Exactly reproduce the lines from the top of the entries below through the line containing "pub struct SceneTarget<'a>", with both ends included.

Items from a data source:
Content starts
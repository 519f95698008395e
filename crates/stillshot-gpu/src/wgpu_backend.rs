//! [`RenderBackend`] on top of wgpu.
//!
//! Targets are textures owned by the backend and addressed by [`TargetId`].
//! Scene drawing belongs to the host; it plugs in through [`SceneRenderer`].

use crate::backend::{ClearFlags, RenderBackend, TargetDesc, TargetId};
use crate::context::GpuContext;
use crate::format::{rgba16f_to_rgba8, swizzle_bgra_rgba, TextureFormat};
use crate::texture::TargetTextures;
use std::collections::HashMap;
use stillshot_core::{CameraState, CaptureError, PixelRect, Result};
use tracing::debug;

/// Attachments a scene renders into.
pub struct SceneTarget<'a> {
    /// Color view to draw into (multisampled when anti-aliasing is on).
    pub color: &'a wgpu::TextureView,
    /// Resolve destination when `color` is multisampled.
    pub resolve: Option<&'a wgpu::TextureView>,
    pub depth: Option<&'a wgpu::TextureView>,
    pub format: wgpu::TextureFormat,
    pub sample_count: u32,
    pub width: u32,
    pub height: u32,
}

/// Draws the host scene from a camera. Attachments are already cleared.
pub trait SceneRenderer {
    fn render(
        &mut self,
        gpu: &GpuContext,
        encoder: &mut wgpu::CommandEncoder,
        target: &SceneTarget<'_>,
        camera: &CameraState,
    );
}

/// Scene renderer that draws nothing; the target keeps its clear color.
#[derive(Debug, Default, Clone, Copy)]
pub struct EmptyScene;

impl SceneRenderer for EmptyScene {
    fn render(
        &mut self,
        _gpu: &GpuContext,
        _encoder: &mut wgpu::CommandEncoder,
        _target: &SceneTarget<'_>,
        _camera: &CameraState,
    ) {
    }
}

/// wgpu-backed render backend.
pub struct WgpuBackend<S: SceneRenderer> {
    gpu: GpuContext,
    scene: S,
    targets: HashMap<TargetId, TargetTextures>,
    next_id: u64,
    active: Option<TargetId>,
}

impl<S: SceneRenderer> WgpuBackend<S> {
    pub fn new(gpu: GpuContext, scene: S) -> Self {
        Self {
            gpu,
            scene,
            targets: HashMap::new(),
            next_id: 0,
            active: None,
        }
    }

    pub fn gpu(&self) -> &GpuContext {
        &self.gpu
    }

    /// GPU memory held by all live targets.
    pub fn memory_usage(&self) -> u64 {
        self.targets
            .values()
            .map(|t| t.memory_size() as u64)
            .sum()
    }

    fn textures(&self, target: TargetId) -> Result<&TargetTextures> {
        self.targets
            .get(&target)
            .ok_or_else(|| CaptureError::RenderFailure(format!("unknown render target {:?}", target)))
    }
}

impl<S: SceneRenderer> RenderBackend for WgpuBackend<S> {
    fn create_target(&mut self, desc: &TargetDesc) -> Result<TargetId> {
        let limit = self.gpu.device.limits().max_texture_dimension_2d;
        let allocation_failure = |reason: String| CaptureError::AllocationFailure {
            width: desc.width,
            height: desc.height,
            reason,
        };
        if desc.width == 0 || desc.height == 0 || desc.width > limit || desc.height > limit {
            return Err(allocation_failure(format!(
                "dimensions outside 1..={limit}"
            )));
        }

        let device = &self.gpu.device;
        device.push_error_scope(wgpu::ErrorFilter::OutOfMemory);
        device.push_error_scope(wgpu::ErrorFilter::Validation);
        let textures = TargetTextures::new(device, desc);
        let validation = pollster::block_on(device.pop_error_scope());
        let oom = pollster::block_on(device.pop_error_scope());
        if let Some(err) = oom.or(validation) {
            textures.destroy();
            return Err(allocation_failure(err.to_string()));
        }

        self.next_id += 1;
        let id = TargetId(self.next_id);
        self.targets.insert(id, textures);
        debug!("wgpu target {:?} created ({}x{})", id, desc.width, desc.height);
        Ok(id)
    }

    fn destroy_target(&mut self, target: TargetId) {
        if let Some(textures) = self.targets.remove(&target) {
            textures.destroy();
            if self.active == Some(target) {
                self.active = None;
            }
        }
    }

    fn clear(&mut self, target: TargetId, flags: ClearFlags, color: [f32; 4]) -> Result<()> {
        let textures = self.textures(target)?;
        let (view, resolve) = textures.attachment_views();

        let color_load = match flags {
            ClearFlags::All | ClearFlags::ColorOnly => wgpu::LoadOp::Clear(wgpu::Color {
                r: color[0] as f64,
                g: color[1] as f64,
                b: color[2] as f64,
                a: color[3] as f64,
            }),
            ClearFlags::DepthOnly => wgpu::LoadOp::Load,
        };
        let depth_load = match flags {
            ClearFlags::All | ClearFlags::DepthOnly => wgpu::LoadOp::Clear(1.0),
            ClearFlags::ColorOnly => wgpu::LoadOp::Load,
        };

        let mut encoder = self
            .gpu
            .device
            .create_command_encoder(&wgpu::CommandEncoderDescriptor {
                label: Some("Clear Encoder"),
            });
        {
            let _pass = encoder.begin_render_pass(&wgpu::RenderPassDescriptor {
                label: Some("Clear Pass"),
                color_attachments: &[Some(wgpu::RenderPassColorAttachment {
                    view,
                    resolve_target: resolve,
                    ops: wgpu::Operations {
                        load: color_load,
                        store: wgpu::StoreOp::Store,
                    },
                })],
                depth_stencil_attachment: textures.depth.as_ref().map(|depth| {
                    wgpu::RenderPassDepthStencilAttachment {
                        view: &depth.view,
                        depth_ops: Some(wgpu::Operations {
                            load: depth_load,
                            store: wgpu::StoreOp::Store,
                        }),
                        stencil_ops: None,
                    }
                }),
                timestamp_writes: None,
                occlusion_query_set: None,
            });
        }
        self.gpu.queue.submit(std::iter::once(encoder.finish()));
        Ok(())
    }

    fn render_camera(&mut self, camera: &CameraState, target: TargetId) -> Result<()> {
        let textures = self
            .targets
            .get(&target)
            .ok_or_else(|| CaptureError::RenderFailure(format!("unknown render target {:?}", target)))?;
        let (color, resolve) = textures.attachment_views();
        let scene_target = SceneTarget {
            color,
            resolve,
            depth: textures.depth.as_ref().map(|d| &d.view),
            format: textures.color.format,
            sample_count: textures
                .multisampled
                .as_ref()
                .map_or(1, |msaa| msaa.sample_count),
            width: textures.color.width,
            height: textures.color.height,
        };

        let mut encoder = self
            .gpu
            .device
            .create_command_encoder(&wgpu::CommandEncoderDescriptor {
                label: Some("Scene Encoder"),
            });
        self.scene
            .render(&self.gpu, &mut encoder, &scene_target, camera);
        self.gpu.queue.submit(std::iter::once(encoder.finish()));
        self.active = Some(target);
        Ok(())
    }

    fn read_pixels(
        &mut self,
        target: TargetId,
        rect: PixelRect,
        format: TextureFormat,
    ) -> Result<Vec<u8>> {
        let textures = self.textures(target)?;
        let color = &textures.color;
        let readback_failure = |reason: String| CaptureError::ReadbackFailure {
            attempts: 1,
            reason,
        };

        let source = match color.format {
            wgpu::TextureFormat::Bgra8Unorm | wgpu::TextureFormat::Bgra8UnormSrgb => {
                TextureFormat::Bgra8Unorm
            }
            wgpu::TextureFormat::Rgba8Unorm | wgpu::TextureFormat::Rgba8UnormSrgb => {
                TextureFormat::Rgba8Unorm
            }
            wgpu::TextureFormat::Rgba16Float => TextureFormat::Rgba16Float,
            other => {
                return Err(readback_failure(format!(
                    "cannot read {:?} as {:?}",
                    other, format
                )))
            }
        };
        if !format.is_8bit() {
            return Err(readback_failure(format!("unsupported read format {:?}", format)));
        }
        if rect.x + rect.width > color.width || rect.y + rect.height > color.height {
            return Err(readback_failure(format!(
                "rect {:?} outside {}x{} target",
                rect, color.width, color.height
            )));
        }

        let unpadded_row = rect.width * source.bytes_per_pixel();
        let align = wgpu::COPY_BYTES_PER_ROW_ALIGNMENT;
        let padded_row = unpadded_row.div_ceil(align) * align;

        let buffer = self.gpu.device.create_buffer(&wgpu::BufferDescriptor {
            label: Some("Readback Buffer"),
            size: padded_row as u64 * rect.height as u64,
            usage: wgpu::BufferUsages::MAP_READ | wgpu::BufferUsages::COPY_DST,
            mapped_at_creation: false,
        });

        let mut encoder = self
            .gpu
            .device
            .create_command_encoder(&wgpu::CommandEncoderDescriptor {
                label: Some("Readback Encoder"),
            });
        encoder.copy_texture_to_buffer(
            wgpu::ImageCopyTexture {
                texture: &color.texture,
                mip_level: 0,
                origin: wgpu::Origin3d {
                    x: rect.x,
                    y: rect.top_row(color.height),
                    z: 0,
                },
                aspect: wgpu::TextureAspect::All,
            },
            wgpu::ImageCopyBuffer {
                buffer: &buffer,
                layout: wgpu::ImageDataLayout {
                    offset: 0,
                    bytes_per_row: Some(padded_row),
                    rows_per_image: Some(rect.height),
                },
            },
            wgpu::Extent3d {
                width: rect.width,
                height: rect.height,
                depth_or_array_layers: 1,
            },
        );
        self.gpu.queue.submit(std::iter::once(encoder.finish()));

        let slice = buffer.slice(..);
        let (tx, rx) = crossbeam_channel::bounded(1);
        slice.map_async(wgpu::MapMode::Read, move |result| {
            let _ = tx.send(result);
        });
        let _ = self.gpu.device.poll(wgpu::Maintain::Wait);
        rx.recv()
            .map_err(|e| readback_failure(format!("map callback dropped: {e}")))?
            .map_err(|e| readback_failure(format!("buffer map failed: {e}")))?;

        let mut pixels = Vec::with_capacity((unpadded_row * rect.height) as usize);
        {
            let mapped = slice.get_mapped_range();
            for row in mapped.chunks_exact(padded_row as usize) {
                pixels.extend_from_slice(&row[..unpadded_row as usize]);
            }
        }
        buffer.unmap();

        if !source.is_8bit() {
            pixels = rgba16f_to_rgba8(&pixels);
        }
        if source.is_bgra() != format.is_bgra() {
            swizzle_bgra_rgba(&mut pixels);
        }
        Ok(pixels)
    }

    fn release_active_target(&mut self) {
        self.active = None;
    }
}

impl<S: SceneRenderer> Drop for WgpuBackend<S> {
    fn drop(&mut self) {
        for (_, textures) in self.targets.drain() {
            textures.destroy();
        }
    }
}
Content ends
#### Solution for this exercise:
repository 519f95698008395e
filename crates/stillshot-gpu/src/wgpu_backend.rs
//! [`RenderBackend`] on top of wgpu.
//!
//! Targets are textures owned by the backend and addressed by [`TargetId`].
//! Scene drawing belongs to the host; it plugs in through [`SceneRenderer`].

use crate::backend::{ClearFlags, RenderBackend, TargetDesc, TargetId};
use crate::context::GpuContext;
use crate::format::{rgba16f_to_rgba8, swizzle_bgra_rgba, TextureFormat};
use crate::texture::TargetTextures;
use std::collections::HashMap;
use stillshot_core::{CameraState, CaptureError, PixelRect, Result};
use tracing::debug;

/// Attachments a scene renders into.
pub struct SceneTarget<'a> {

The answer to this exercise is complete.